### EXERCISE
Within the data below, tally the lines that contain "interactive" and state only the total.

### RECORDED INFORMATION

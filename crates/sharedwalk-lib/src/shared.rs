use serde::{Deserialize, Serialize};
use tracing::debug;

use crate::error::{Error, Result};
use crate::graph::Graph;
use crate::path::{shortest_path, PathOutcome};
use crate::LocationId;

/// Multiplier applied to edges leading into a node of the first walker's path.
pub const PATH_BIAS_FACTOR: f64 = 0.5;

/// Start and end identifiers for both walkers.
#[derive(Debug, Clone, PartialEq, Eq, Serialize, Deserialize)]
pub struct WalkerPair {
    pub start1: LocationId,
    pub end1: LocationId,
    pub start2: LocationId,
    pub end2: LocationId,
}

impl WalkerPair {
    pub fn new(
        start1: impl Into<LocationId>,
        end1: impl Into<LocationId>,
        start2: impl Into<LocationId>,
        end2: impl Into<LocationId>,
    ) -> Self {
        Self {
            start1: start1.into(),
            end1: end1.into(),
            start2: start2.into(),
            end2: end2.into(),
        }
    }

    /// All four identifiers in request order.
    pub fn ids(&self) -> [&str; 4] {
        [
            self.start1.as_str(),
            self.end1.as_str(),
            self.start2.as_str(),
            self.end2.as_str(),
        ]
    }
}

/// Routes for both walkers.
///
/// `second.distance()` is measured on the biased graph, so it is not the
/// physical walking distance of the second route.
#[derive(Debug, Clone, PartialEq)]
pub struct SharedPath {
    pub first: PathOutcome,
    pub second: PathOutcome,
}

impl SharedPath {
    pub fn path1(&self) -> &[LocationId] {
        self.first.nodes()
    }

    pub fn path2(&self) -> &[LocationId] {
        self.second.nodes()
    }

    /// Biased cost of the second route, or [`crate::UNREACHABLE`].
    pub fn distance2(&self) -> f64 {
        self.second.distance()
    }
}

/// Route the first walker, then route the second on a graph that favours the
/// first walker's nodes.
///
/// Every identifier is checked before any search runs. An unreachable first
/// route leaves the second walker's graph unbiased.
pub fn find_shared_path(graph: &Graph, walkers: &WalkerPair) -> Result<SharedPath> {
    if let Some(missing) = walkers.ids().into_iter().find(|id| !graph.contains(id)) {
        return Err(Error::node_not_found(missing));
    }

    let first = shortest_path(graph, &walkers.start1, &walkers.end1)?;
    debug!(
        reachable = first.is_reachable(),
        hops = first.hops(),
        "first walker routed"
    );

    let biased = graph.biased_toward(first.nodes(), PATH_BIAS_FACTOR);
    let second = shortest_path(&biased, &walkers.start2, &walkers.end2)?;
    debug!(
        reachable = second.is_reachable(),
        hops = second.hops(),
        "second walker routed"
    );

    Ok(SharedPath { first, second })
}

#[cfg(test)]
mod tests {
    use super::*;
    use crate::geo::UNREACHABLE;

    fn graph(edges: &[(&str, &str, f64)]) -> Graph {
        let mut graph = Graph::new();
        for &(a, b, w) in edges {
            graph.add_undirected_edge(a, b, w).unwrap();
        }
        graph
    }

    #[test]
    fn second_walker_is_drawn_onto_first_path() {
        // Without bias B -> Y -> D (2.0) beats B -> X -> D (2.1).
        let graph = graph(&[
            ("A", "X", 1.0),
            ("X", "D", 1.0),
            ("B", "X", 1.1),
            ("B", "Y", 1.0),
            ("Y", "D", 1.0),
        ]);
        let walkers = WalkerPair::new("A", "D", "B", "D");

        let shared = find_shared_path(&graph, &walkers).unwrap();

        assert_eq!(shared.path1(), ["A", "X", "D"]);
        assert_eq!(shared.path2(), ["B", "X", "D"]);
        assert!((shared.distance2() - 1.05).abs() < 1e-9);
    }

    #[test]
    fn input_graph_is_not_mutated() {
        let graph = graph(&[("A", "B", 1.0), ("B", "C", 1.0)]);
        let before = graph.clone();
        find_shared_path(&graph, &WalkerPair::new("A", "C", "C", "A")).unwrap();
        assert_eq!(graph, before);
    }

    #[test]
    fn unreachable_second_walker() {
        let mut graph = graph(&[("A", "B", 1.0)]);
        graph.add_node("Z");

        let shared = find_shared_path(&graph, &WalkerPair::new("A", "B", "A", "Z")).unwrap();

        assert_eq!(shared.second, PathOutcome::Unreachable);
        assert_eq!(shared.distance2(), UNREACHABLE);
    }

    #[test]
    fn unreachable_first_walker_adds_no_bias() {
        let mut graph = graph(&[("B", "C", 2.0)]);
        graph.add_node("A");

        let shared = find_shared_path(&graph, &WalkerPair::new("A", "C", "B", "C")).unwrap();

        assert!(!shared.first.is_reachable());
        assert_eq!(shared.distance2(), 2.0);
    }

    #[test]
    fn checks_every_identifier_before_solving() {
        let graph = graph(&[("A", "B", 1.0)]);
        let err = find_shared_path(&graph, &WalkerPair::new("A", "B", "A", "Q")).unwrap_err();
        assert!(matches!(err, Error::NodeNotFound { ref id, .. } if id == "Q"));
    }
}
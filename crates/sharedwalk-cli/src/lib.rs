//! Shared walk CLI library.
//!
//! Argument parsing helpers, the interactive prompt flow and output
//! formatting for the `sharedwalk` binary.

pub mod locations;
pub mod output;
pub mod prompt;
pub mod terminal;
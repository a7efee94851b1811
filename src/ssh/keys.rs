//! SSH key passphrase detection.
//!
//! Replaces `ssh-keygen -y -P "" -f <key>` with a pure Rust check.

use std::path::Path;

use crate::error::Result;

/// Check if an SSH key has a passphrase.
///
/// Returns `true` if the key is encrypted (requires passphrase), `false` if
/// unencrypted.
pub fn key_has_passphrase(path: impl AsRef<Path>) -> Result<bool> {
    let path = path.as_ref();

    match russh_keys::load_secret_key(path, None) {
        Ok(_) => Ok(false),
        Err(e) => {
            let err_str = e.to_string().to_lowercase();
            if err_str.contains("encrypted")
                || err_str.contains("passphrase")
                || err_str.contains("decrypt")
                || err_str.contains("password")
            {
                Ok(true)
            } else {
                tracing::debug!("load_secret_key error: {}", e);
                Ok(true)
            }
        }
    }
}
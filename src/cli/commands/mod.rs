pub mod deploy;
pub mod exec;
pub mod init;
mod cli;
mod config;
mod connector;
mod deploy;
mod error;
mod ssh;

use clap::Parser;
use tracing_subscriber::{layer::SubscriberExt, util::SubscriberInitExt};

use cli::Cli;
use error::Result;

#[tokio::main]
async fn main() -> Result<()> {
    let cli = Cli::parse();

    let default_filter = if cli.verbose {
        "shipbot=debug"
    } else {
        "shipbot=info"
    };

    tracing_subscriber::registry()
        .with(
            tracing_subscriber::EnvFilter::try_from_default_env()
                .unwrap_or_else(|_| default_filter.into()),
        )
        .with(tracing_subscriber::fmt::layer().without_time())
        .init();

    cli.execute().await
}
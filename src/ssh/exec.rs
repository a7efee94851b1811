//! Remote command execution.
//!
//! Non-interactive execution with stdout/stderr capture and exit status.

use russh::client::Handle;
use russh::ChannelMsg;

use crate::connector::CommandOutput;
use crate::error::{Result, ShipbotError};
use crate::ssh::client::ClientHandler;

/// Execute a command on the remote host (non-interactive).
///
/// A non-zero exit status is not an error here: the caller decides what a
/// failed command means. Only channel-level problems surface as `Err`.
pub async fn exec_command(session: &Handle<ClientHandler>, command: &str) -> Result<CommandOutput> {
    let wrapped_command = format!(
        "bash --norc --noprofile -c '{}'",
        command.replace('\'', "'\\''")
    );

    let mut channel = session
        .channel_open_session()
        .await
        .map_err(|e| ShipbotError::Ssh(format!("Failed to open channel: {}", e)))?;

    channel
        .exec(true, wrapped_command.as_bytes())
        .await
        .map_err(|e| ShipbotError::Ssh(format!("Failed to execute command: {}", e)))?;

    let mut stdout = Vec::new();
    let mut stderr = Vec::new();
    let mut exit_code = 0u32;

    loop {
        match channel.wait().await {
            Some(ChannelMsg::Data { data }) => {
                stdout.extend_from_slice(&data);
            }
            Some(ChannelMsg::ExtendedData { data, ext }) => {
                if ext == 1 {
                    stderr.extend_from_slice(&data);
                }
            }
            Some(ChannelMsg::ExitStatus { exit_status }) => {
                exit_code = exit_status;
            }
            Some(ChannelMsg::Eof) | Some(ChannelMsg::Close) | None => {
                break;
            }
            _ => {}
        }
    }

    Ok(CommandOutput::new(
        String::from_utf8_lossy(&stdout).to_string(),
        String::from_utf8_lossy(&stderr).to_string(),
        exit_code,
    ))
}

### PROBLEM SOLUTION
3